To see how Rexster handles URL query params encoded as UTF-8 byte strings, I executed a Gremlin script via a URL query param that simply returns the encoded string...

$ curl http://localhost:8182/graphs/emptygraph/tp/gremlin?script="'Universit%C3%A9%20de%20Montr%C3%A9al'"
{"results":["Université de Montréal"],"success":true,"version":"2.5.0-SNAPSHOT","queryTime":16.59432}

Egad! That's not right. As you can see, that text is mangled.

In a twist of irony, we have Gremlin returning gremlins, and that's what Rexster is using for the key's value in the index lookup, which as we can see is not what's stored in TinkerGraph's HashMap index.

Here's what's going on...

This is what the unquoted byte string looks like in Bulbs:

>>> name
u'Universit\xe9 de Montr\xe9al'

>>> bulbs.utils.to_bytes(name)
'Universit\xc3\xa9 de Montr\xc3\xa9al'

'\xc3\xa9' is the UTF-8 encoding of the unicode character u'\xe9' (which can also be specified as u'\u00e9').

UTF-8 uses 2 bytes to encode a character, and Jersey/Grizzly 1.x (Rexster's app server) has a bug where it doesn't properly handle 2-byte character encodings like UTF-8.

See http://markmail.org/message/w6ipdpkpmyghdx2p

It looks like this is fixed in Jersey/Grizzly 2.0, but switching Rexster from Jersey/Grizzly 1.x to Jersey/Grizzly 2.x is a big ordeal.

Last year TinkerPop decided to switch to Netty instead, and so for the TinkerPop 3 release this summer, Rexster is in the process of morphing into Gremlin Server, which is based on Netty rather than Grizzly.

Until then, here are few workarounds...

Since Grizzly can't handle 2-byte encodings like UTF-8, client libraries need to encode URL params as 1-byte latin1 encodings (AKA ISO-8859-1), which is Grizzly's default encoding.

Here's the same value encoded as a latin1 byte string...

 $ curl http://localhost:8182/graphs/emptygraph/tp/gremlin?script="'Universit%E9%20de%20Montr%E9al'"
{"results":["Université de Montréal"],"success":true,"version":"2.5.0-SNAPSHOT","queryTime":17.765313}

As you can see, using a latin1 encoding works in this case.
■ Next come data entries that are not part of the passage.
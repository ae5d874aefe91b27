//! Dependency graph over build, deploy, run and test nodes
//!
//! The graph is built once per configuration snapshot and is read-only
//! afterwards. Structural changes require constructing a new graph.

pub mod cycles;
mod node;

use std::collections::{BTreeMap, BTreeSet, VecDeque};

use serde::Serialize;
use tracing::{debug, info, instrument};

use crate::config::{ModuleConfig, RuntimeEntityConfig};
use crate::error::{ConfigError, GraphError, Result};

pub use node::{test_node_name, GraphNode, NodeKey, NodeType, RuntimeEntity};

/// Dependency graph for a project's modules, services, tasks and tests
#[derive(Debug, Clone)]
pub struct ConfigGraph {
    modules: BTreeMap<String, ModuleConfig>,
    services: BTreeMap<String, RuntimeEntity>,
    tasks: BTreeMap<String, RuntimeEntity>,
    tests: BTreeMap<String, RuntimeEntity>,
    nodes: BTreeMap<NodeKey, GraphNode>,
    /// Module names, build dependencies first
    build_order: Vec<String>,
}

/// Related entities grouped by node type
#[derive(Debug, Default)]
pub struct DependencyRelations<'a> {
    pub build: Vec<&'a ModuleConfig>,
    pub deploy: Vec<&'a RuntimeEntity>,
    pub run: Vec<&'a RuntimeEntity>,
    pub test: Vec<&'a RuntimeEntity>,
}

impl DependencyRelations<'_> {
    pub fn is_empty(&self) -> bool {
        self.build.is_empty() && self.deploy.is_empty() && self.run.is_empty() && self.test.is_empty()
    }

    /// Node keys of every related entity
    pub fn keys(&self) -> Vec<NodeKey> {
        let mut keys: Vec<NodeKey> = self
            .build
            .iter()
            .map(|m| NodeKey::new(NodeType::Build, m.name.clone()))
            .collect();
        keys.extend(self.deploy.iter().map(|e| NodeKey::new(NodeType::Deploy, e.name.clone())));
        keys.extend(self.run.iter().map(|e| NodeKey::new(NodeType::Run, e.name.clone())));
        keys.extend(self.test.iter().map(|e| NodeKey::new(NodeType::Test, e.name.clone())));
        keys
    }
}

/// Serializable view of the graph
#[derive(Debug, Clone, Serialize)]
pub struct RenderedGraph {
    pub nodes: Vec<RenderedNode>,
    pub relationships: Vec<RenderedEdge>,
}

#[derive(Debug, Clone, Serialize)]
pub struct RenderedNode {
    pub key: String,
    #[serde(rename = "type")]
    pub node_type: NodeType,
    pub name: String,
    pub module_name: String,
    pub disabled: bool,
}

#[derive(Debug, Clone, Serialize)]
pub struct RenderedEdge {
    pub dependant: String,
    pub dependency: String,
}
//! Output formatting utilities

mod progress;

pub use progress::ConsoleReporter;

use console::{style, Style};

/// Print a success message
pub fn success(message: &str) {
    println!("{} {}", style("✓").green().bold(), message);
}

/// Print an error message
pub fn error(message: &str) {
    eprintln!("{} {}", style("✗").red().bold(), message);
}

/// Print a warning message
pub fn warning(message: &str) {
    println!("{} {}", style("!").yellow().bold(), message);
}

/// Print an info message
pub fn info(message: &str) {
    println!("{} {}", style("→").blue(), message);
}

/// Create a styled header
pub fn header(text: &str) -> String {
    style(text).bold().to_string()
}

/// Create a styled key-value line
pub fn key_value(key: &str, value: &str) -> String {
    format!("  {}: {}", style(key).dim(), value)
}

/// Style for version strings
pub fn version_style() -> Style {
    Style::new().green().bold()
}

/// Style for paths
pub fn path_style() -> Style {
    Style::new().cyan()
}
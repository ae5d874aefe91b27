//! Per-batch scheduling state
//!
//! Pure bookkeeping: which nodes are ready, which complete, and which get
//! cancelled. The processor acts on these decisions and emits events.

use std::collections::{BTreeMap, BTreeSet, VecDeque};

/// Lifecycle of a node within a batch
#[derive(Debug, Clone, Copy, PartialEq, Eq)]
pub enum NodeStatus {
    /// Waiting on dependencies
    Pending,
    /// Handed to the driver
    Running,
    Complete,
    Failed,
    Cancelled,
}

impl NodeStatus {
    pub fn is_terminal(&self) -> bool {
        matches!(self, Self::Complete | Self::Failed | Self::Cancelled)
    }
}

/// Scheduling state of one batch
#[derive(Debug, Clone, Default)]
pub struct BatchState {
    status: BTreeMap<String, NodeStatus>,
    /// Unresolved dependencies of each pending node
    waiting_on: BTreeMap<String, BTreeSet<String>>,
    dependants: BTreeMap<String, BTreeSet<String>>,
}

impl BatchState {
    /// Create state for nodes given as `(key, dependencies)` pairs.
    ///
    /// Dependencies outside the node set are treated as already satisfied.
    pub fn new<I>(nodes: I) -> Self
    where
        I: IntoIterator<Item = (String, BTreeSet<String>)>,
    {
        let nodes: Vec<(String, BTreeSet<String>)> = nodes.into_iter().collect();
        let known: BTreeSet<&String> = nodes.iter().map(|(k, _)| k).collect();

        let mut state = Self::default();
        for (key, deps) in &nodes {
            let deps: BTreeSet<String> = deps.iter().filter(|d| known.contains(d)).cloned().collect();
            for dep in &deps {
                state
                    .dependants
                    .entry(dep.clone())
                    .or_default()
                    .insert(key.clone());
            }
            state.waiting_on.insert(key.clone(), deps);
            state.status.insert(key.clone(), NodeStatus::Pending);
        }
        state
    }

    pub fn status(&self, key: &str) -> Option<NodeStatus> {
        self.status.get(key).copied()
    }

    /// Pending nodes whose dependencies are all complete, marked running
    pub fn take_ready(&mut self) -> Vec<String> {
        let ready: Vec<String> = self
            .waiting_on
            .iter()
            .filter(|(key, deps)| deps.is_empty() && self.status.get(*key) == Some(&NodeStatus::Pending))
            .map(|(key, _)| key.clone())
            .collect();

        for key in &ready {
            self.status.insert(key.clone(), NodeStatus::Running);
        }
        ready
    }

    /// Mark a node complete, releasing its dependants
    pub fn complete(&mut self, key: &str) {
        if self.transition(key, NodeStatus::Complete) {
            if let Some(dependants) = self.dependants.get(key) {
                for dependant in dependants {
                    if let Some(waiting) = self.waiting_on.get_mut(dependant) {
                        waiting.remove(key);
                    }
                }
            }
        }
    }

    /// Mark a node failed. Returns its transitive dependants, now cancelled,
    /// in breadth-first order.
    pub fn fail(&mut self, key: &str) -> Vec<String> {
        if self.transition(key, NodeStatus::Failed) {
            self.cancel_dependants(key)
        } else {
            Vec::new()
        }
    }

    /// Cancel a node that has not started, and everything depending on it.
    ///
    /// Returns the node's transitive dependants that were cancelled, in
    /// breadth-first order.
    pub fn cancel(&mut self, key: &str) -> Vec<String> {
        if self.transition(key, NodeStatus::Cancelled) {
            self.cancel_dependants(key)
        } else {
            Vec::new()
        }
    }

    fn cancel_dependants(&mut self, key: &str) -> Vec<String> {
        let mut cancelled = Vec::new();
        let mut queue: VecDeque<String> = VecDeque::new();
        queue.push_back(key.to_string());

        while let Some(current) = queue.pop_front() {
            let Some(dependants) = self.dependants.get(&current).cloned() else {
                continue;
            };
            for dependant in dependants {
                if self.status.get(&dependant) == Some(&NodeStatus::Pending) {
                    self.status.insert(dependant.clone(), NodeStatus::Cancelled);
                    cancelled.push(dependant.clone());
                    queue.push_back(dependant);
                }
            }
        }
        cancelled
    }

    fn transition(&mut self, key: &str, to: NodeStatus) -> bool {
        match self.status.get_mut(key) {
            Some(status) if !status.is_terminal() => {
                *status = to;
                true
            }
            _ => false,
        }
    }

    /// Whether every node reached a terminal state
    pub fn is_finished(&self) -> bool {
        self.status.values().all(|s| s.is_terminal())
    }

    /// Count of nodes in a given state
    pub fn count(&self, status: NodeStatus) -> usize {
        self.status.values().filter(|s| **s == status).count()
    }
}

#[cfg(test)]
mod tests {
    use super::*;

    fn state(edges: &[(&str, &[&str])]) -> BatchState {
        BatchState::new(edges.iter().map(|(k, deps)| {
            (
                k.to_string(),
                deps.iter().map(|d| d.to_string()).collect(),
            )
        }))
    }

    #[test]
    fn test_ready_in_dependency_order() {
        let mut s = state(&[("a", &[]), ("b", &["a"]), ("c", &["b"])]);

        assert_eq!(s.take_ready(), vec!["a"]);
        assert!(s.take_ready().is_empty());

        s.complete("a");
        assert_eq!(s.take_ready(), vec!["b"]);
        s.complete("b");
        assert_eq!(s.take_ready(), vec!["c"]);
        s.complete("c");
        assert!(s.is_finished());
    }

    #[test]
    fn test_failure_cancels_dependants_breadth_first() {
        let mut s = state(&[
            ("a", &[]),
            ("b", &["a"]),
            ("c", &["b"]),
            ("d", &["a"]),
            ("e", &[]),
        ]);
        let ready = s.take_ready();
        assert_eq!(ready, vec!["a", "e"]);

        let cancelled = s.fail("a");
        assert_eq!(cancelled, vec!["b", "d", "c"]);
        assert_eq!(s.status("c"), Some(NodeStatus::Cancelled));

        // unrelated sibling unaffected
        assert_eq!(s.status("e"), Some(NodeStatus::Running));
        assert!(!s.is_finished());
        s.complete("e");
        assert!(s.is_finished());
        assert_eq!(s.count(NodeStatus::Cancelled), 3);
    }

    #[test]
    fn test_cancel_pending_node() {
        let mut s = state(&[("a", &[]), ("b", &["a"])]);
        let cancelled = s.cancel("a");
        assert_eq!(cancelled, vec!["b"]);
        assert!(s.take_ready().is_empty());
        assert!(s.is_finished());
    }

    #[test]
    fn test_terminal_states_are_final() {
        let mut s = state(&[("a", &[])]);
        s.take_ready();
        s.complete("a");
        assert!(s.fail("a").is_empty());
        assert_eq!(s.status("a"), Some(NodeStatus::Complete));
    }

    #[test]
    fn test_external_dependencies_ignored() {
        let mut s = state(&[("b", &["outside"])]);
        assert_eq!(s.take_ready(), vec!["b"]);
    }

    #[test]
    fn test_diamond_waits_for_all() {
        let mut s = state(&[("a", &[]), ("b", &[]), ("c", &["a", "b"])]);
        assert_eq!(s.take_ready(), vec!["a", "b"]);
        s.complete("a");
        assert!(s.take_ready().is_empty());
        s.complete("b");
        assert_eq!(s.take_ready(), vec!["c"]);
    }
}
However, for general purposes, it's probably best for client libraries to use a custom Gremlin script via an HTTP POST request with a JSON content type and thus avoid the URL param encoding issue all together -- this is what Bulbs is going to do, and I'll push the Bulbs update to GitHub later today.

UPDATE: It turns out that even though we cannot change Grizzly's default encoding type, we can specify UTF-8 as the charset in the HTTP request Content-Type header and Grizzly will use it. Bulbs 0.3.29 has been updated to include the UTF-8 charset in its request header, and all tests pass. The update has been pushed to both GitHub and PyPi.